The straight-billed earthcreeper 16 to 19 cm long and weighs 28 to 41 g. It is a medium-sized earthcreeper whose bill is long and only very slightly decurved. The sexes are alike. Adults of the nominate subspecies O. r. ruficaudus have a dull brownish face with some paler inclusions, a narrow whitish supercilium, a black stripe through the eye, and whitish cheeks. In the north of their range their crown is brown with slight darker mottling, their back and rump rufescent brown, and their uppertail coverts dark rufescent. In the south their upperparts are darker and less reddish. Their tail's central pair of feathers have a rufous base that blends to blackish tips and the outermost pair are mostly rufous. The feathers between them have mostly blackish-brown inner webs and dark rufous outer webs. Their throat is whitish, their breast whitish with faint dull brownish streaks, their flanks and belly pale rufescent browish with some whitish streaks on the upper belly, and their undertail coverts tawny. Their iris is brown, their bill black or blackish brown with a whitish horn base to the mandible, and their legs and feet black or blackish brown. Juveniles have an overall rufous tinge and pale edges on their crown and back feathers.

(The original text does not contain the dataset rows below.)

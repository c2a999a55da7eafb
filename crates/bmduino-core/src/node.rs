//! Sensor node context
//!
//! `SensorNode` owns the network link and everything derived at start-up.
//! The sketches borrow it to publish or upload readings instead of sharing
//! file-scope globals.

use alloc::string::String;

use embedded_hal::delay::DelayNs;
use log::{error, info, warn};
use thiserror_no_std::Error;

use crate::config::KitConfig;
use crate::escape::escape_at_payload;
use crate::identity::{DeviceIdentity, IdentityError, MacAddress};
use crate::model::{Climate, InboundMessage};
use crate::payload::{PayloadError, SensorReading, http_query_path, mqtt_payload};
use crate::traits::NetworkLink;

pub const STATUS_MQTT_OK: &str = "MQTT OK";
pub const STATUS_MQTT_FAIL: &str = "MQTT Fail";

#[derive(Debug, Clone, Copy, PartialEq, Eq)]
pub enum FatalReason {
    /// The broker refused every connection attempt.
    Broker,
    /// The module reported a MAC that could not be used.
    Identity,
}

#[derive(Debug, Clone, Copy, PartialEq, Eq)]
pub enum NodeState {
    Uninitialized,
    Connecting,
    Ready,
    /// Wi-Fi did not come up; the node keeps running.
    Degraded,
    /// Start-up failed and the operator has to intervene.
    Fatal(FatalReason),
}

#[derive(Error, Debug)]
pub enum NodeError<E> {
    #[error("network link: {0}")]
    Link(E),
    #[error("identity: {0}")]
    Identity(IdentityError),
    #[error("payload: {0}")]
    Payload(PayloadError),
    #[error("node has not been started")]
    NotStarted,
    #[error("node halted: {0:?}")]
    Halted(FatalReason),
}

impl<E> From<PayloadError> for NodeError<E> {
    fn from(e: PayloadError) -> Self {
        Self::Payload(e)
    }
}

#[derive(Debug, Clone, Copy, PartialEq, Eq)]
pub enum PublishStatus {
    Sent,
    Failed,
}

impl PublishStatus {
    /// Text shown on the display after a publish.
    pub fn as_str(&self) -> &'static str {
        match self {
            Self::Sent => STATUS_MQTT_OK,
            Self::Failed => STATUS_MQTT_FAIL,
        }
    }
}

#[derive(Debug, Clone, PartialEq, Eq)]
pub enum UploadStatus {
    Accepted,
    /// Body of a response that lacked the success marker.
    Rejected(String),
}

pub struct SensorNode<'a, L, D> {
    link: L,
    delay: D,
    config: KitConfig<'a>,
    identity: Option<DeviceIdentity>,
    state: NodeState,
}

impl<'a, L, D> SensorNode<'a, L, D>
where
    L: NetworkLink,
    D: DelayNs,
{
    pub fn new(link: L, delay: D, config: KitConfig<'a>) -> Self {
        Self {
            link,
            delay,
            config,
            identity: None,
            state: NodeState::Uninitialized,
        }
    }

    pub fn state(&self) -> NodeState {
        self.state
    }

    pub fn identity(&self) -> Option<&DeviceIdentity> {
        self.identity.as_ref()
    }

    pub fn link(&mut self) -> &mut L {
        &mut self.link
    }

    pub fn config(&self) -> &KitConfig<'a> {
        &self.config
    }

    /// Join the access point and derive the identity from the MAC.
    ///
    /// A failed join leaves the node `Degraded`; it does not stop start-up.
    pub fn join(&mut self) -> Result<(), NodeError<L::Error>> {
        if let NodeState::Fatal(reason) = self.state {
            return Err(NodeError::Halted(reason));
        }
        self.state = NodeState::Connecting;

        let wifi = self.config.wifi;
        info!("Connecting to Wi-Fi {}", wifi.ssid);
        let joined = match self.link.connect(wifi.ssid, wifi.password) {
            Ok(()) => {
                info!("Wi-Fi connected");
                self.delay.delay_ms(self.config.timing.wifi_settle_ms);
                true
            }
            Err(e) => {
                warn!("Wi-Fi connect failed: {}", e);
                false
            }
        };

        let identity = self.read_identity()?;
        info!("MAC: {}", identity.mac);
        self.identity = Some(identity);
        self.state = if joined {
            NodeState::Ready
        } else {
            NodeState::Degraded
        };
        Ok(())
    }

    fn read_identity(&mut self) -> Result<DeviceIdentity, NodeError<L::Error>> {
        let mac = self.link.mac_address().map_err(NodeError::Link)?;
        let mqtt = self.config.mqtt;
        MacAddress::parse(&mac)
            .and_then(|mac| DeviceIdentity::derive(mac, mqtt.publish_topic, mqtt.subscribe_topic))
            .map_err(|e| {
                error!("cannot derive identity from {}: {}", mac, e);
                self.state = NodeState::Fatal(FatalReason::Identity);
                NodeError::Identity(e)
            })
    }

    /// Full MQTT start-up: join, connect to the broker, subscribe.
    ///
    /// When the broker cannot be reached within the retry policy the node
    /// becomes `Fatal(Broker)` and stays there.
    pub fn start(&mut self) -> Result<(), NodeError<L::Error>> {
        self.join()?;
        let Some(identity) = self.identity.as_ref() else {
            return Err(NodeError::NotStarted);
        };
        let broker = self.config.mqtt;
        let retry = self.config.timing.retry;

        info!("Connecting to MQTT broker {}:{}", broker.host, broker.port);
        let mut connected = false;
        for attempt in 0..retry.attempts.max(1) {
            let wait = retry.delay_before(attempt);
            if wait > 0 {
                self.delay.delay_ms(wait);
            }
            match self.link.mqtt_connect(&broker, &identity.client_id) {
                Ok(()) => {
                    connected = true;
                    break;
                }
                Err(e) => warn!("MQTT connect attempt {} failed: {}", attempt + 1, e),
            }
        }
        if !connected {
            error!("MQTT connect failed, halting");
            self.state = NodeState::Fatal(FatalReason::Broker);
            return Err(NodeError::Halted(FatalReason::Broker));
        }
        info!("MQTT connected as {}", identity.client_id);

        if !identity.subscribe_topic.is_empty() {
            self.link
                .mqtt_subscribe(&identity.subscribe_topic)
                .map_err(NodeError::Link)?;
            info!("Subscribed to {}", identity.subscribe_topic);
        }
        self.state = NodeState::Ready;
        Ok(())
    }

    fn started(&self) -> Result<&DeviceIdentity, NodeError<L::Error>> {
        match (self.state, self.identity.as_ref()) {
            (NodeState::Fatal(reason), _) => Err(NodeError::Halted(reason)),
            (_, Some(identity)) => Ok(identity),
            (_, None) => Err(NodeError::NotStarted),
        }
    }

    /// Publish a reading as JSON on the publish topic.
    pub fn publish(&mut self, climate: &Climate) -> Result<PublishStatus, NodeError<L::Error>> {
        let identity = self.started()?;
        let device = identity.device();
        let reading = SensorReading::new(&device, climate.temperature, climate.humidity);
        let payload = mqtt_payload(&reading)?;
        info!("Publish {}", payload);
        self.send(&payload)
    }

    /// Publish free text on the publish topic.
    pub fn publish_text(&mut self, text: &str) -> Result<PublishStatus, NodeError<L::Error>> {
        self.started()?;
        let payload = escape_at_payload(text);
        self.send(&payload)
    }

    fn send(&mut self, payload: &str) -> Result<PublishStatus, NodeError<L::Error>> {
        let topic = self.started()?.publish_topic.clone();
        match self.link.mqtt_publish(&topic, payload) {
            Ok(()) => {
                info!("Message sent to {}", topic);
                self.delay.delay_ms(self.config.timing.publish_settle_ms);
                Ok(PublishStatus::Sent)
            }
            Err(e) => {
                warn!("Message failed to send: {}", e);
                Ok(PublishStatus::Failed)
            }
        }
    }

    /// Next message received on the subscribed topic.
    pub fn poll(&mut self) -> Result<Option<InboundMessage>, NodeError<L::Error>> {
        self.started()?;
        self.link.mqtt_poll().map_err(NodeError::Link)
    }

    /// Send a reading to the upload endpoint with an HTTP GET.
    ///
    /// Rejoins the access point first when the link has dropped.
    pub fn upload(&mut self, climate: &Climate) -> Result<UploadStatus, NodeError<L::Error>> {
        self.started()?;
        if !self.link.is_connected() {
            warn!("Wi-Fi down, reconnecting");
            let wifi = self.config.wifi;
            match self.link.connect(wifi.ssid, wifi.password) {
                Ok(()) => self.state = NodeState::Ready,
                Err(e) => {
                    self.state = NodeState::Degraded;
                    return Err(NodeError::Link(e));
                }
            }
        }

        let identity = self.started()?;
        let device = identity.device();
        let reading = SensorReading::new(&device, climate.temperature, climate.humidity);
        let http = self.config.http;
        let path = http_query_path(http.path_template, &reading)?;
        info!("GET {}:{}{}", http.server_url, http.port, path);

        let body = self
            .link
            .http_get(http.server_url, http.port, &path)
            .map_err(NodeError::Link)?;
        if body.contains(http.success_marker) {
            info!("Upload accepted");
            Ok(UploadStatus::Accepted)
        } else {
            warn!("Upload rejected: {}", body);
            Ok(UploadStatus::Rejected(body))
        }
    }
}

Subspecies O. r. montanus has a whiter throat and breast than the nominate with more conspicuous streaks on the sides and flanks. O. r. famatinae has a slightly darker back than the nominate, a whiter breast, and darker flanks and undertail coverts.

==Distribution and habitat==

The straight-billed earthcreeper is a bird of the southern Andes. Subspecies O. r. montanus is the most northerly. It is found from the Department of Arequipa in southern Peru into northern Chile to the Tarapacá Region, and east and south through Bolivia from La Paz Department into northern Argentina as far as Catamarca Province. The nominate O. r. ruficaudus is found in western Argentina between San Juan and extreme northern Santa Cruz provinces and in adjoining Chile as far south as the Santiago Metropolitan Region. O. r. famatinae is restricted to the Sierra de Famatina in northwestern Argentina's La Rioja Province.

The straight-billed earthcreeper inhabits arid scrublands with bunchgrass and scattered bushes. It favors rocky hillsides, rocky outcrops, and ravines. In elevation it mostly ranges between
2300 and 4300 m though it is common down to 1800 m and occurs locally as low as 1300 m.

==Behavior==
===Movement===

The straight-billed earthcreeper is a year-round resident throughout its range.

===Feeding===

The straight-billed earthcreeper forages on the ground for its arthropod diet, usually singly but also in pairs. It gleans and extracts its prey while hopping among the rocks, bunchgrass, and bushes of its habitat.

===Breeding===

The straight-billed earthcreeper is thought to be monomgamous. It breeds in the austral summer, mostly between November and February. It excavates a tunnel in an earthen bank or occupies a rock crevice, and lines the nest chamber with soft material such as grass, hair, and feathers. The clutch size is two eggs. The incubation period, time to fledging, and details of parental care are not known.

===Vocalization===

The straight-billed earthcreeper's song is a loud series of notes that first rises in pitch and then slowly descends and fades away. Its call is "a sharp 'kweep' or 'wheet' ".

==Status==

The IUCN has assessed the straight-billed earthcreeper as being of Least Concern. It has a fairly large range but its population size is not known and is believed to be decreasing. No immediate threats have been identified. It is considered fairly common throughout its range and is "reasonably safe from anthropogenic disturbances, except overgrazing".